IDCフロンティアは2015年10月9日、同社が進める「健康経営」の取り組みを発表した(写真)。中途採用のエンジニアやデザイナーを対象に、入社日から1カ月間の特別有給休暇の取得と、試用期間満了後に100万円を支給する「フルチャージ入社制度」などを導入。社員の健康を支援することで、サービス品質の向上を目指す。

写真●IDCフロンティアのWebページ
[画像のクリックで拡大表示]

 フルチャージ入社制度は2015年5月1日から導入済み。既に数人が制度の恩恵を受けており、「好評のため継続することにした」(IDCフロンティア)という。

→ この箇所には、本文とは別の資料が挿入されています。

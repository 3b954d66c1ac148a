use std::collections::HashMap;

pub fn get_ngram_counts<S: AsRef<str>>(ngrams_vec: &[S]) -> HashMap<&str, usize> {
    let mut hashmap: HashMap<&str, usize> = HashMap::new();
    for ngram in ngrams_vec {
        *hashmap.entry(ngram.as_ref()).or_insert(0) += 1;
    }
    hashmap
}

fn get_matches_clipped(pred_map: &HashMap<&str, usize>, gold_map: &HashMap<&str, usize>) -> usize {
    let mut matches: usize = 0;
    for (ng, pred_count) in pred_map {
        if let Some(gold_count) = gold_map.get(ng) {
            matches += pred_count.min(gold_count);
        }
    }
    matches
}

/// Size of the multiset intersection of `candidate` and `reference`.
///
/// Every distinct item contributes `min(candidate count, reference count)`,
/// so repeated tokens are matched at most as often as the other side has
/// them.
pub fn overlap_count<S: AsRef<str>>(candidate: &[S], reference: &[S]) -> usize {
    if candidate.is_empty() || reference.is_empty() {
        return 0;
    }
    let candidate_counts = get_ngram_counts(candidate);
    let reference_counts = get_ngram_counts(reference);
    get_matches_clipped(&candidate_counts, &reference_counts)
}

当初は実施期間を2015年9月末までとしていたが、2016年3月31日まで延長した。

 入社日から休暇を1カ月間付与することで、「転職前の疲労を持ち越さず、心身共にリフレッシュした状態でスムーズに業務に移行してもらう」(同)ことを目的とする。

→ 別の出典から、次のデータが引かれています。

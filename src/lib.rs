//! ROUGE-1, ROUGE-2 and ROUGE-L scoring of candidate texts against
//! references.
//!
//! Texts are split on whitespace with no further normalization, so callers
//! that want lowercasing or stemming must do it before scoring.

pub mod dataset;
pub mod error;
pub mod lcs;
pub mod overlap;
pub mod rouge;
pub mod score;
pub mod utils;

pub use error::{DatasetError, ScoreError};
pub use lcs::{lcs_length, longest_common_subsequence};
pub use rouge::{rouge1, rouge2, rouge_calculation, rouge_l, RougeScore};
pub use score::{get_results_from_batch, score_batch_blocking, PairInput, ScoreRecord};

#[cfg(feature = "python")]
mod python {
    use crate::score::{score_batch_blocking, PairInput};
    use crate::utils::str_to_word_vec;
    use pyo3::exceptions::{PyRuntimeError, PyValueError};
    use pyo3::prelude::*;

    type ScoreTuple = (f64, f64, f64);

    // Non-str arguments are rejected by PyO3 with a TypeError before any
    // of these bodies run.

    #[pyfunction]
    fn rouge1(candidate: &str, reference: &str) -> ScoreTuple {
        crate::rouge::rouge1(candidate, reference).into()
    }

    #[pyfunction]
    fn rouge2(candidate: &str, reference: &str) -> ScoreTuple {
        crate::rouge::rouge2(candidate, reference).into()
    }

    #[pyfunction]
    fn rouge_l(candidate: &str, reference: &str) -> ScoreTuple {
        crate::rouge::rouge_l(candidate, reference).into()
    }

    #[pyfunction]
    fn lcs(candidate: &str, reference: &str) -> Vec<String> {
        crate::lcs::longest_common_subsequence(
            &str_to_word_vec(candidate),
            &str_to_word_vec(reference),
        )
    }

    /// Returns `(rouge1, rouge2, rouge_l)` for each pair, in order.
    #[pyfunction]
    fn score_batch(
        py: Python,
        candidates: Vec<String>,
        references: Vec<String>,
    ) -> PyResult<Vec<(ScoreTuple, ScoreTuple, ScoreTuple)>> {
        if candidates.len() != references.len() {
            return Err(PyValueError::new_err(format!(
                "got {} candidates but {} references",
                candidates.len(),
                references.len()
            )));
        }
        let pairs: Vec<PairInput> = candidates
            .into_iter()
            .zip(references)
            .map(|(candidate, reference)| PairInput::from_text(candidate, reference))
            .collect();

        let outcome = py
            .allow_threads(|| score_batch_blocking(pairs))
            .map_err(|e| PyRuntimeError::new_err(e.to_string()))?;
        if outcome.failures > 0 {
            return Err(PyRuntimeError::new_err(format!(
                "{} pairs failed to score",
                outcome.failures
            )));
        }

        Ok(outcome
            .records
            .into_iter()
            .map(|r| (r.rouge_1.into(), r.rouge_2.into(), r.rouge_l.into()))
            .collect())
    }

    #[pymodule]
    fn rougescore(m: &Bound<'_, PyModule>) -> PyResult<()> {
        m.add_function(wrap_pyfunction!(rouge1, m)?)?;
        m.add_function(wrap_pyfunction!(rouge2, m)?)?;
        m.add_function(wrap_pyfunction!(rouge_l, m)?)?;
        m.add_function(wrap_pyfunction!(lcs, m)?)?;
        m.add_function(wrap_pyfunction!(score_batch, m)?)?;
        Ok(())
    }
}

 同社本社と北九州データセンター間の距離にちなみ、2015年10月1日から2016年2月末までで、約1030キロメートル相当の踏破を目標としたウォーキングプログラムも実施している。

 ほかにも自転車通勤の試験導入や、午前8時30分までの繰り上げ出勤者を対象に、毎日500円の朝食費を補助するプログラムを進めている。

 IDCフロンティアが健康経営に取り組むのは、優秀な人材確保が急務となっているからだ。「好調なクラウド事業をさらに推進するには優秀な人材が不可欠だが、クラウドに詳しいエンジニアは数が少なく各社で取り合う状況だ」(同)という。

 従来は報酬が人材確保の第一条件だったが、「働きやすい環境であるかどうかも重要になっている」(同)。今後も社員の健康増進に関する活動や各種プログラム・制度導入などに積極的に取り組むとしている。